Dataset entries:
^^^^
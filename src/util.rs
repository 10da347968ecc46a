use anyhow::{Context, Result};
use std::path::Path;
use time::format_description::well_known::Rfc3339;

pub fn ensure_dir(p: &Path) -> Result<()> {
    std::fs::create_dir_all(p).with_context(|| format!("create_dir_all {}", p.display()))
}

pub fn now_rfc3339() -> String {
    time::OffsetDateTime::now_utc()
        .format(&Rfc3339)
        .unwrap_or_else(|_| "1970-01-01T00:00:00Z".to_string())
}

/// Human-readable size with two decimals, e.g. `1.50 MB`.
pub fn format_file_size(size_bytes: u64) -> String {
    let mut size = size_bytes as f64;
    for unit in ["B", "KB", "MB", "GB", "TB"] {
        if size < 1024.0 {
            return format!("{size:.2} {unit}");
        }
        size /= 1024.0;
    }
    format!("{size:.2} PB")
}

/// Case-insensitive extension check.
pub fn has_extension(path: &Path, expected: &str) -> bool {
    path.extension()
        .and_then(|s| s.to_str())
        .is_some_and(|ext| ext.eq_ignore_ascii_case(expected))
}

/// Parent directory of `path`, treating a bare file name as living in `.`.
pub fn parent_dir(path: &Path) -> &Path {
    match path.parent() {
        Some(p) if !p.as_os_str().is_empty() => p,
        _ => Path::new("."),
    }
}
^^^^
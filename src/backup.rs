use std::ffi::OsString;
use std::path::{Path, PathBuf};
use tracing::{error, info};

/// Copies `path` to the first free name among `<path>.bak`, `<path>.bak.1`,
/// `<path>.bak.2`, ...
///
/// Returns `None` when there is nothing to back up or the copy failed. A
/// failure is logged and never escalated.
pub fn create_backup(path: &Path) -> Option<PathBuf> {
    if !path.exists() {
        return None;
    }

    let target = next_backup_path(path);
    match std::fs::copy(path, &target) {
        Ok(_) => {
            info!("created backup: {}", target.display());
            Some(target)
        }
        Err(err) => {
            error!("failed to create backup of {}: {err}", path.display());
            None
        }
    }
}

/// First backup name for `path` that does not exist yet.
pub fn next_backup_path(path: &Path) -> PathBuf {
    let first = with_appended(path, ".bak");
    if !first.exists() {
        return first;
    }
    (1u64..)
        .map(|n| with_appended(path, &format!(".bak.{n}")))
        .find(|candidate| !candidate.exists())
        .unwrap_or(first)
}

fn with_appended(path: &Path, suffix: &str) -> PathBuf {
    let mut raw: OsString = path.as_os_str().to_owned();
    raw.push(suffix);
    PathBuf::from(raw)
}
^^^^
> [Task to carry out]:
Look above for the line holding "filename src/util.rs", then set down exactly that line and every line after it up to and including the line holding "pub fn format_file_size(size_bytes: u64)", with nothing else.

> [Exercise output]:
filename src/util.rs
repository 10da347968ecc46a
use anyhow::{Context, Result};
use std::path::Path;
use time::format_description::well_known::Rfc3339;

pub fn ensure_dir(p: &Path) -> Result<()> {
    std::fs::create_dir_all(p).with_context(|| format!("create_dir_all {}", p.display()))
}

pub fn now_rfc3339() -> String {
    time::OffsetDateTime::now_utc()
        .format(&Rfc3339)
        .unwrap_or_else(|_| "1970-01-01T00:00:00Z".to_string())
}

/// Human-readable size with two decimals, e.g. `1.50 MB`.
pub fn format_file_size(size_bytes: u64) -> String {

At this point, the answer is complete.